The plot is simple, straightforward, and makes very little sense, so we immediately know we’re on familiar ground from the off. Yahya Abdul-Mateen II is decorated war hero and family man Will Sharp, back home and struggling to find the money to pay for his wife’s surgery. He lies to her about having acquired the funding, heads out to meet up with his adoptive brother Danny (as played by Jake Gyllenhaal), who then convinces him in a matter of minutes to join his crew for a $32 million bank heist that starts almost immediately, and we’re off to the races.
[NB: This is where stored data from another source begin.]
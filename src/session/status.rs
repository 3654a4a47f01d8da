//! UI-visible session status

use super::error::SessionError;
use super::engine::Generation;

/// Session state shown to the UI
#[derive(Debug, Clone, PartialEq, Eq, Default)]
pub enum SessionStatus {
    #[default]
    Idle,
    Connecting,
    Resolving,
    Ready,
    Playing,
    Failed(SessionError),
}

impl SessionStatus {
    /// Transitions an engine event may cause. Supersession and teardown
    /// (`* -> Connecting`, `* -> Idle`) are driven by the manager directly.
    pub fn can_transition_to(&self, next: &SessionStatus) -> bool {
        use SessionStatus::*;
        matches!(
            (self, next),
            (Connecting, Ready)
                | (Connecting, Resolving)
                | (Connecting, Failed(_))
                | (Resolving, Ready)
                | (Resolving, Failed(_))
                | (Ready, Playing)
                | (Ready, Failed(_))
                | (Playing, Failed(_))
        )
    }

    /// Waiting on an engine to report back
    pub fn is_pending(&self) -> bool {
        matches!(self, SessionStatus::Connecting | SessionStatus::Resolving)
    }

    pub fn is_failed(&self) -> bool {
        matches!(self, SessionStatus::Failed(_))
    }

    pub fn name(&self) -> &'static str {
        match self {
            SessionStatus::Idle => "Idle",
            SessionStatus::Connecting => "Connecting",
            SessionStatus::Resolving => "Resolving",
            SessionStatus::Ready => "Ready",
            SessionStatus::Playing => "Playing",
            SessionStatus::Failed(_) => "Failed",
        }
    }
}

/// One recorded status transition
#[derive(Debug, Clone, PartialEq, Eq)]
pub struct StatusChange {
    pub generation: Generation,
    pub status: SessionStatus,
}
//! # Ledger Crate
//!
//! The write side of the ReelDeal engine: everything that records what a
//! user thinks of a movie, and who follows whom.
//!
//! ## Main Components
//!
//! - **interactions**: per-user interaction records on movie documents, plus the
//!   watchlist / watched / favorites read paths
//! - **reviews**: the review ledger (create, edit, delete, reactions, comments) and
//!   the review feeds
//! - **social**: follow / unfollow with read-repair of the two-document edge
//! - **profile**: the numbers behind a user's profile stats
//! - **validation**: input limits shared by the operations above
//! - **error**: `EngineError` and its coarse `ErrorKind`
//!
//! Every component holds an `Arc<dyn DocumentStore>` and is cheap to clone.

pub mod error;
pub mod interactions;
pub mod profile;
pub mod reviews;
pub mod social;
pub mod validation;

pub use error::{EngineError, ErrorKind, Result};
pub use interactions::{InteractionAccessor, UserMovie};
pub use profile::ProfileStats;
pub use reviews::{CommentAdded, ReviewDraft, ReviewEdit, ReviewLedger, ReviewSort, ReviewView};
pub use social::{ReconcileReport, SocialGraph, UserSummary};
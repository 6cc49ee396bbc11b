//! Catalog lookup client.
//!
//! Movie metadata comes from an external catalog. This crate provides:
//! - `CatalogClient`, the seam the engine looks movies up through
//! - `HttpCatalogClient`, which talks to a TMDB-style HTTP API
//! - `StaticCatalog`, a fixed in-memory catalog for tests and offline runs
//!
//! Every failure collapses to one of three kinds (`NotFound`,
//! `Unauthorized`, `Unavailable`). Callers decide whether a failed lookup
//! is fatal; rating actions can fall back to caller-supplied metadata.

use async_trait::async_trait;
use store::{CatalogMovie, MovieId};
use thiserror::Error;

pub mod http;
pub mod memory;

pub use http::HttpCatalogClient;
pub use memory::StaticCatalog;

/// Errors that can occur when looking a movie up in the catalog
#[derive(Error, Debug, Clone, PartialEq, Eq)]
pub enum CatalogError {
    #[error("Movie {0} not found in catalog")]
    NotFound(MovieId),

    #[error("Catalog rejected the API key (or none is configured)")]
    Unauthorized,

    #[error("Catalog unavailable: {0}")]
    Unavailable(String),
}

pub type Result<T> = std::result::Result<T, CatalogError>;

/// Source of movie metadata
#[async_trait]
pub trait CatalogClient: Send + Sync {
    async fn fetch_catalog_movie(&self, id: MovieId) -> Result<CatalogMovie>;

    /// Short name for logs
    fn name(&self) -> &'static str;
}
Some of the marketing may have painted Ambulance as a heist thriller, but the gung-ho crew are out of the bank by the end of the first act, many of them splattered into mincemeat. The cops and the feds are both on the scene, forcing the Sharp siblings to hijack the titular mode of transport, which also involves them attempting to save the life of a rookie officer that Will had literally just shot twice for trying to apprehend his brother immediately beforehand.

Once Will, Danny, Eiza González’s Cam, and Jackson White’s Officer Zach (yep, that’s his name in the credits) are aboard, things take a rapid detour into pure, unadulterated Bayhem. As soon the thieves and their captors hit the road, we’re treated to almost two hours of vehicular insanity, implausible subplots, occasionally awe-inspiring camerawork, and the requisite sh*t getting blown sky high.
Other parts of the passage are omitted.